Task to carry out
Every line below that contains the word "still" must be copied.

Stored items:
--------------------

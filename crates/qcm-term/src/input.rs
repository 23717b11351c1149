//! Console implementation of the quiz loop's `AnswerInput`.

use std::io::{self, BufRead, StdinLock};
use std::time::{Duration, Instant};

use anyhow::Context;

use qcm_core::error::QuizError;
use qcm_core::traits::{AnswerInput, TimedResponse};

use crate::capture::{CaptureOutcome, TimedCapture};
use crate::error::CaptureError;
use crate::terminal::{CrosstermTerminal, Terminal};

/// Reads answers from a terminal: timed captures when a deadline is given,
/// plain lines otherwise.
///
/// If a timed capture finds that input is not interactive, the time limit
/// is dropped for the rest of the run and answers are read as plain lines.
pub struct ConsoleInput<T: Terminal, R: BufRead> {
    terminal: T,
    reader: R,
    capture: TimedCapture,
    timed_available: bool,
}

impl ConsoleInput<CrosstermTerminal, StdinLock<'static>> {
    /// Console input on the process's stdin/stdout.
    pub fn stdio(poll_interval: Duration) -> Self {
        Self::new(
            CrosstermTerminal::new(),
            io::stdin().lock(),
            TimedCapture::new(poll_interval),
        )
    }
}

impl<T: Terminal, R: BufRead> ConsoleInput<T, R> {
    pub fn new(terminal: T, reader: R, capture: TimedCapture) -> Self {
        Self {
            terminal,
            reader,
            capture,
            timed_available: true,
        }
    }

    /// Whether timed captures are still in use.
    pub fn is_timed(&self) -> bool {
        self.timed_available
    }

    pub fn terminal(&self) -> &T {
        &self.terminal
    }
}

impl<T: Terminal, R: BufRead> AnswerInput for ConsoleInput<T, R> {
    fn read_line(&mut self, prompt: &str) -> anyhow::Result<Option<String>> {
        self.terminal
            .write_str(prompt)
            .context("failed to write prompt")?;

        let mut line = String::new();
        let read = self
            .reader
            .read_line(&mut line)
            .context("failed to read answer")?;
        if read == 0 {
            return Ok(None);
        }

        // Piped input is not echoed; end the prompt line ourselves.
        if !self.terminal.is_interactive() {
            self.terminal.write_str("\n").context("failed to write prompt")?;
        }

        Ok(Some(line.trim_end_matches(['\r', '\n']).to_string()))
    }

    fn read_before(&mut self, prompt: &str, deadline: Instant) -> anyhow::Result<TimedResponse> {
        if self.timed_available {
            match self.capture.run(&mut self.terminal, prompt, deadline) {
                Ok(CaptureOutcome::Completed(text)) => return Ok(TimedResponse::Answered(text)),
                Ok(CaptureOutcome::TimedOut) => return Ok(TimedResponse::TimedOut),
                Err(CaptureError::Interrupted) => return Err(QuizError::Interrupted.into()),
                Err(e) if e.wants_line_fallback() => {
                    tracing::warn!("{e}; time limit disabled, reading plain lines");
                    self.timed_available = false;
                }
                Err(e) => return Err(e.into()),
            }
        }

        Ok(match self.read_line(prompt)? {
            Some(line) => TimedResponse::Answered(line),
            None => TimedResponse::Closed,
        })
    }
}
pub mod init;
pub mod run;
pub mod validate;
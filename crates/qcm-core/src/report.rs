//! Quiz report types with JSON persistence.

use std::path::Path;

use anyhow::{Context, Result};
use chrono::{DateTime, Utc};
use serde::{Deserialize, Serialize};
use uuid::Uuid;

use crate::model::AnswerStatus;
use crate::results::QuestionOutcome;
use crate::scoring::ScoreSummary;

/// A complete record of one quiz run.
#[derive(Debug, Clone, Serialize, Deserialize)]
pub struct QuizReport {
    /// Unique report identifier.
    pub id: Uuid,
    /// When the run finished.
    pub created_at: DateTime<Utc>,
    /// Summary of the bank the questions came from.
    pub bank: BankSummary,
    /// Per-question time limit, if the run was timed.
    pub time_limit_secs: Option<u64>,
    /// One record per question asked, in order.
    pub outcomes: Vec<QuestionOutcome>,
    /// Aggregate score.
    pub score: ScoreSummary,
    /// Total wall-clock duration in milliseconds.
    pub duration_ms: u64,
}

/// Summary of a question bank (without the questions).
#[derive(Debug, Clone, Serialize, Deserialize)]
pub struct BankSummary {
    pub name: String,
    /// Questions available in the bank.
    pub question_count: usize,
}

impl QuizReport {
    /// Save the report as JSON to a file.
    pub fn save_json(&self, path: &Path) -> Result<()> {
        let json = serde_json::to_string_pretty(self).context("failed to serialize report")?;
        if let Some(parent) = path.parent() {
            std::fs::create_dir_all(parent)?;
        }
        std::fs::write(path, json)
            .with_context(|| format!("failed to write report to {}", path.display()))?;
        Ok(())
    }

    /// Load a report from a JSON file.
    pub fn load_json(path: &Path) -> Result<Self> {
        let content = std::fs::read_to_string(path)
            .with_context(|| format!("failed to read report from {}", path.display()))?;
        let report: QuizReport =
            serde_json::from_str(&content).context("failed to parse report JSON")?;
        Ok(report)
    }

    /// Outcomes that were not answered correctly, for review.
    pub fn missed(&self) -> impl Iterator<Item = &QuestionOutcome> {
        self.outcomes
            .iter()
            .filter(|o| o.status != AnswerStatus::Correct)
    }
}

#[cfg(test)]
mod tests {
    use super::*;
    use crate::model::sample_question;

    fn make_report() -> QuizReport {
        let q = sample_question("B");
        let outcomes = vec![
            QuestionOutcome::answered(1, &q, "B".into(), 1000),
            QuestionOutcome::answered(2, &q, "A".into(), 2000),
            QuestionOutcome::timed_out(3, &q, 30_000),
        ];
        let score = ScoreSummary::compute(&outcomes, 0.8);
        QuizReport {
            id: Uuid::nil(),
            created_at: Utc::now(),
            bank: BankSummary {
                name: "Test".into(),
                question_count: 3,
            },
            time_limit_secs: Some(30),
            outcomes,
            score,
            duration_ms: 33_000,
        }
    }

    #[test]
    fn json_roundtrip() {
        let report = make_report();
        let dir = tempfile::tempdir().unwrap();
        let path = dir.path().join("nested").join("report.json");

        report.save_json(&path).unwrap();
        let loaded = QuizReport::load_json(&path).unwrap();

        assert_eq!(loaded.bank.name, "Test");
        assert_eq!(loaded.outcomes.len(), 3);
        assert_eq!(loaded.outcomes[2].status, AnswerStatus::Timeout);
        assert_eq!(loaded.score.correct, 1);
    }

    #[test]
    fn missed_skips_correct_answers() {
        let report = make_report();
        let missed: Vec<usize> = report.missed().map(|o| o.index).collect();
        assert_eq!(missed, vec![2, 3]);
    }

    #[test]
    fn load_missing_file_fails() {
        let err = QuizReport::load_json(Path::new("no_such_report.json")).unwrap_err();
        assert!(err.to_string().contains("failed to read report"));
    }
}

--------------------

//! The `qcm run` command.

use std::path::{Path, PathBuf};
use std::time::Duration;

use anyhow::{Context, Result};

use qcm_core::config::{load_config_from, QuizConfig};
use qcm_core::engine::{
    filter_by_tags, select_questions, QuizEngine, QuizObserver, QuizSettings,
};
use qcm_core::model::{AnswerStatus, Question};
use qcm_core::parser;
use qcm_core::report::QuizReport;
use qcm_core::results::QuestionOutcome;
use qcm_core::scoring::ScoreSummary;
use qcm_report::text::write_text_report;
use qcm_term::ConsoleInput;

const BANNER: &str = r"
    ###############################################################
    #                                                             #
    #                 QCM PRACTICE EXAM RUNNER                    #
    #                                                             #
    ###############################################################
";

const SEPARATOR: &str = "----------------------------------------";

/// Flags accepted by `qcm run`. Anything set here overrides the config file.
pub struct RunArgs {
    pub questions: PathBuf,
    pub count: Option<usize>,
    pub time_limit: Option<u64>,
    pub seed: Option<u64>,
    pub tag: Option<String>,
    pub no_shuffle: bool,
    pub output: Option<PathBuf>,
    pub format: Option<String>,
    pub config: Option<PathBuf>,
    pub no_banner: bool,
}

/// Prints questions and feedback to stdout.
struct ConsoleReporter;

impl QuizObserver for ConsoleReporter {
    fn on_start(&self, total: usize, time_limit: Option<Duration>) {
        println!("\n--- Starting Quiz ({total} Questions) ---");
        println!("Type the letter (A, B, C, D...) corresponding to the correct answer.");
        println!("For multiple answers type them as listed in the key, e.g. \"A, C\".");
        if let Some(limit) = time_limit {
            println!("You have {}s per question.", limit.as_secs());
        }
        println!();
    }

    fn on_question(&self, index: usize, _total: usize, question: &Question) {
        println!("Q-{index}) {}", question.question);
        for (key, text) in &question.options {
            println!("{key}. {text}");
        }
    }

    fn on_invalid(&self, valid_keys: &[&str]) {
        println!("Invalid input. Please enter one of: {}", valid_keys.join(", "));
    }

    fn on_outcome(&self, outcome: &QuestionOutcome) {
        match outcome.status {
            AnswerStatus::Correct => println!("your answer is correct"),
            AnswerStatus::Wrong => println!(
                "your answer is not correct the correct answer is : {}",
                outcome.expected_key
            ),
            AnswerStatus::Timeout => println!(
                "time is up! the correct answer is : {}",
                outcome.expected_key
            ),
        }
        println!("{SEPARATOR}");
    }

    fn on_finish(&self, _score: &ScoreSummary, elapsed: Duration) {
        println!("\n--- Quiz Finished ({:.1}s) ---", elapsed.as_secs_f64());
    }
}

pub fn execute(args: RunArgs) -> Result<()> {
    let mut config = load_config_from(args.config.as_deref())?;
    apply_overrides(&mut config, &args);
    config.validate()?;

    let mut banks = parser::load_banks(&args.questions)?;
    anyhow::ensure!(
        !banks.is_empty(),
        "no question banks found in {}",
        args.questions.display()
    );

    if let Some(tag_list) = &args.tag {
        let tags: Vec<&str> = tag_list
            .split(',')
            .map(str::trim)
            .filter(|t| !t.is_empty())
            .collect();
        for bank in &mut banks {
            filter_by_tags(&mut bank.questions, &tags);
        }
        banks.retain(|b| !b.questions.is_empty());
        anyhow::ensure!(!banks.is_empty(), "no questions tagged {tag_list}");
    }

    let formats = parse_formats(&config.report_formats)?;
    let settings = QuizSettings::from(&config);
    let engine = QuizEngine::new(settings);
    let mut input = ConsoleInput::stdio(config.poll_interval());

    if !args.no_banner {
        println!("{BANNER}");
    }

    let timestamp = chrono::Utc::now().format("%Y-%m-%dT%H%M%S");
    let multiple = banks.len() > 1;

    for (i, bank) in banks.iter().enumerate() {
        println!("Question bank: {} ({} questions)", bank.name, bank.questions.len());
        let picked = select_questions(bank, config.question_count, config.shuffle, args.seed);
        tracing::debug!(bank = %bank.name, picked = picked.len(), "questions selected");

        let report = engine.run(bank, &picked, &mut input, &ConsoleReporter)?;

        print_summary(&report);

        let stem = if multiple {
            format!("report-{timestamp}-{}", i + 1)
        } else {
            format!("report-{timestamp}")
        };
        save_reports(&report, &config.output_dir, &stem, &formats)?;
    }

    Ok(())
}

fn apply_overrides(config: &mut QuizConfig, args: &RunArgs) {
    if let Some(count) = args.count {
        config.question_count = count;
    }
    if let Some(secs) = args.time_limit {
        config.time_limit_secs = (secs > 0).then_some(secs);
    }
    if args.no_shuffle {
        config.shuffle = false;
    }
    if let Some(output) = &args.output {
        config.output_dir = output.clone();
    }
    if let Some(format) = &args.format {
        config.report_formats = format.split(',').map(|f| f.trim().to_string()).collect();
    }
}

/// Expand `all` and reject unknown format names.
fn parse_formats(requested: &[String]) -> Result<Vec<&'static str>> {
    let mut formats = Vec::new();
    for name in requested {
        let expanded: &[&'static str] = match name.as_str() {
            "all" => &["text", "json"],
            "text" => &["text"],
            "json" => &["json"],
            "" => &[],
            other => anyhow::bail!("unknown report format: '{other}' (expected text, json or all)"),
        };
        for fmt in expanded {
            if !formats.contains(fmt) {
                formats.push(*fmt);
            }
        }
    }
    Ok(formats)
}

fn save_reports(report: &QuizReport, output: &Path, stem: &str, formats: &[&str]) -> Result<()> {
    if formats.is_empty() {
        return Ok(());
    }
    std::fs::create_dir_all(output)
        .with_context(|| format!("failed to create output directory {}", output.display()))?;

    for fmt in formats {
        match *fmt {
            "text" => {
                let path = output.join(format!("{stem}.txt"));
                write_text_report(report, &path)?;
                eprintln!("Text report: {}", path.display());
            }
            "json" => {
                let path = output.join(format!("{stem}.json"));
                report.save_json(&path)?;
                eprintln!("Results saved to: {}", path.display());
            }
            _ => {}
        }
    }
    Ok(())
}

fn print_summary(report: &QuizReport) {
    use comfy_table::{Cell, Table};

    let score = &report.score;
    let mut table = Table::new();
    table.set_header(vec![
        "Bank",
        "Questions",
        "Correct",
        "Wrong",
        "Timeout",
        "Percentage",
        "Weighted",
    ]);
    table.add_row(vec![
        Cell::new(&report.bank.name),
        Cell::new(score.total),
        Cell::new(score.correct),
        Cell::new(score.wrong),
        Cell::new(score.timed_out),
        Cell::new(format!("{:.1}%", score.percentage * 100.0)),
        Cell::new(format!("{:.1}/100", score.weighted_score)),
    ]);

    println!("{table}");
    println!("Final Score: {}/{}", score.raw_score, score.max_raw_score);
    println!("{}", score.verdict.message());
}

--------------------

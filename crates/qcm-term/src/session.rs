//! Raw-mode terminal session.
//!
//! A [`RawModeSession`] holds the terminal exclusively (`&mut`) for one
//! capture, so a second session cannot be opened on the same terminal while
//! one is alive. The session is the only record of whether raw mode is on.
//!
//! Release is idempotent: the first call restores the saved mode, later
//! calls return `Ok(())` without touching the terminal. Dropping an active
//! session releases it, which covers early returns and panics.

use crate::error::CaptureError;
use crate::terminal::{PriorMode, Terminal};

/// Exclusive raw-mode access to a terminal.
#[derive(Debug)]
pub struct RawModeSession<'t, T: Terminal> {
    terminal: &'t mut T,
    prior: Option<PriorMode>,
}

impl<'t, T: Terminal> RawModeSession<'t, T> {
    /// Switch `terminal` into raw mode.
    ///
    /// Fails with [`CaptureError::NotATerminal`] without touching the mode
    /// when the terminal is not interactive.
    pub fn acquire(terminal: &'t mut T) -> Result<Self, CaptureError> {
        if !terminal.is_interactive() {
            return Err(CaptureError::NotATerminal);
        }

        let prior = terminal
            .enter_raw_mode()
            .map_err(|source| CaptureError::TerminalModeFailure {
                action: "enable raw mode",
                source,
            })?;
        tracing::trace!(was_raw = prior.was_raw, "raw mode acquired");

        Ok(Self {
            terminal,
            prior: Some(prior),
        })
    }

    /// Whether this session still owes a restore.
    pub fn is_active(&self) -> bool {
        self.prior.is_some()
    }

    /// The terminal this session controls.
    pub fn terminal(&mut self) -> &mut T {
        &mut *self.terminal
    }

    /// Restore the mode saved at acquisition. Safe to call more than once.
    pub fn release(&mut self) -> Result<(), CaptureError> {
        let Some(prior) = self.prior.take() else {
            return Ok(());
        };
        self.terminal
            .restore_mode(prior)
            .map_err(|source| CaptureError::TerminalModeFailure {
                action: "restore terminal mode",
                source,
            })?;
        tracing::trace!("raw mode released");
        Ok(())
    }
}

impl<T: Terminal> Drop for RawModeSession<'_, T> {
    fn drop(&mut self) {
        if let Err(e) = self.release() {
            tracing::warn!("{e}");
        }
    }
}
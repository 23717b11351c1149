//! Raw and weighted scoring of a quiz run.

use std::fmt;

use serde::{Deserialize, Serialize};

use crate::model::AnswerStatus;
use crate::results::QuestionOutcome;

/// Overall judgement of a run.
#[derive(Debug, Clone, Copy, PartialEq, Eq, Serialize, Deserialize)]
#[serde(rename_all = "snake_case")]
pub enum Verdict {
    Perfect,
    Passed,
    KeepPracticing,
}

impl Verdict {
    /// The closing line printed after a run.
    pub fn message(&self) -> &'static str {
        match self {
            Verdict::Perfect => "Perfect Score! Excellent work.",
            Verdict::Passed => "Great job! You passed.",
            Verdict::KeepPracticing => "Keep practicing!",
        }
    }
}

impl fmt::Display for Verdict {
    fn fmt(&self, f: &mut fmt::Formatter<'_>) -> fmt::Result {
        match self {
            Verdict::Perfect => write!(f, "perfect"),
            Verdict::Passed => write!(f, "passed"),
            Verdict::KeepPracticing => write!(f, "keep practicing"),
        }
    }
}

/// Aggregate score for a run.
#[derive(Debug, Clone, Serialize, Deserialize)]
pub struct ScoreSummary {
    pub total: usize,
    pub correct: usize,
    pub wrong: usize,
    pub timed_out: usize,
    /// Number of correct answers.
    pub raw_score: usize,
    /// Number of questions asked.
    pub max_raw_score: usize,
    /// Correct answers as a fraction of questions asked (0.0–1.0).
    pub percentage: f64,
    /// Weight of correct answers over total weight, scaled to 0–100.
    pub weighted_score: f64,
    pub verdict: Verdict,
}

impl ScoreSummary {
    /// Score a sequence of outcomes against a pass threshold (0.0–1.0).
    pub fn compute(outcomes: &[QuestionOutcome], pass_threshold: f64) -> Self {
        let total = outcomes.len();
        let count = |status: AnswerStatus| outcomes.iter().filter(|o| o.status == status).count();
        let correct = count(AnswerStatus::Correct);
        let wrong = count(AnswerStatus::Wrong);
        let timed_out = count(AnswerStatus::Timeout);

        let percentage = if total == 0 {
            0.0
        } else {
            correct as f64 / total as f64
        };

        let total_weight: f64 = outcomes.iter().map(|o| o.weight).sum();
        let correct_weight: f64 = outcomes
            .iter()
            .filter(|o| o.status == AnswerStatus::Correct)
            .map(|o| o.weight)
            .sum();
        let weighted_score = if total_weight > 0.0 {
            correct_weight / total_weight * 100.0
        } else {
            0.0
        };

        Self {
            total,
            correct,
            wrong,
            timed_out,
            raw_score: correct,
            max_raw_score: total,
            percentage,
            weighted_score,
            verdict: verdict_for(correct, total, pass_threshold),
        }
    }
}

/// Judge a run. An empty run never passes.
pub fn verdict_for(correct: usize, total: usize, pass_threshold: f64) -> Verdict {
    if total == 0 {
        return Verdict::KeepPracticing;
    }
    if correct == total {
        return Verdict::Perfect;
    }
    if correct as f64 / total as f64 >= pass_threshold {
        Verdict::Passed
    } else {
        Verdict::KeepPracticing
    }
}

--------------------

Response below
    /// Whether timed captures are still in use.
    /// Whether this session still owes a restore.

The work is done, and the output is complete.